FANAPT can be administered without regard to meals.
Clinical Studies
The efficacy of FANAPT in the treatment of schizophrenia was supported by two placebo- and active-controlled short-term (4- and 6-week) trials. Both trials enrolled patients who met the DSM-III/IV criteria for schizophrenia.
Two instruments were used for assessing psychiatric signs and symptoms in these studies. The Positive and Negative Syndrome Scale (PANSS) and Brief Psychiatric Rating Scale (BPRS) are both multi-item inventories of general psychopathology usually used to evaluate the effects of drug treatment in schizophrenia.

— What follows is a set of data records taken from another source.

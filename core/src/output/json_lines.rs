//! Line-delimited JSON output: a header line, then one line per field row and
//! one per table row.

use crate::diff::{DiffReport, DiffStatus, FieldRow, TableDiffRow};
use serde::Serialize;
use std::io::{self, Write};

#[derive(Serialize)]
#[serde(tag = "kind", rename_all = "snake_case")]
enum JsonLine<'a> {
    Header {
        version: &'a str,
        errors: &'a [String],
    },
    Field(&'a FieldRow),
    TableRow {
        path: &'a str,
        #[serde(flatten)]
        row: &'a TableDiffRow,
    },
}

/// Writes `report` as JSON Lines. With `changes_only`, unchanged rows are
/// left out.
pub fn write_json_lines<W: Write>(
    mut w: W,
    report: &DiffReport,
    changes_only: bool,
) -> io::Result<()> {
    write_line(
        &mut w,
        &JsonLine::Header {
            version: &report.version,
            errors: &report.errors,
        },
    )?;

    for field in &report.fields {
        if changes_only && field.status == DiffStatus::Unchanged {
            continue;
        }
        write_line(&mut w, &JsonLine::Field(field))?;
    }

    for table in &report.tables {
        for row in &table.rows {
            if changes_only && row.status == DiffStatus::Unchanged {
                continue;
            }
            write_line(
                &mut w,
                &JsonLine::TableRow {
                    path: &table.path,
                    row,
                },
            )?;
        }
    }
    w.flush()
}

fn write_line<W: Write>(w: &mut W, line: &JsonLine<'_>) -> io::Result<()> {
    serde_json::to_writer(&mut *w, line).map_err(io::Error::other)?;
    w.write_all(b"\n")
}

A 6-week, placebo-controlled trial (n=706) involved two flexible dose ranges of FANAPT (12-16 mg/day or 20-24 mg/day) compared to placebo and an active control (risperidone). For the 12-16 mg/day group, the titration schedule of FANAPT was 1 mg twice daily on days 1 and 2, 2 mg twice daily on days 3 and 4, 4 mg twice daily on days 5 and 6, and 6 mg twice daily on day 7. For the 20-24 mg/day group, the titration schedule of FANAPT was 1 mg twice daily on day 1, 2 mg twice daily on day 2, 4 mg twice daily on day 3, 6 mg twice daily on days 4 and 5, 8 mg twice daily on day 6, and 10 mg twice daily on day 7. The primary endpoint was change from baseline on the BPRS total score at the end of treatment (Day 42). Both the 12-16 mg/day and the 20-24 mg/day dose ranges of FANAPT were superior to placebo on the BPRS total score. The active control antipsychotic drug appeared to be superior to FANAPT in this trial within the first 2 weeks, a finding that may in part be explained by the more rapid titration that was possible for that drug. In patients in this study who remained on treatment for at least two weeks, iloperidone appeared to have had comparable efficacy to the active control.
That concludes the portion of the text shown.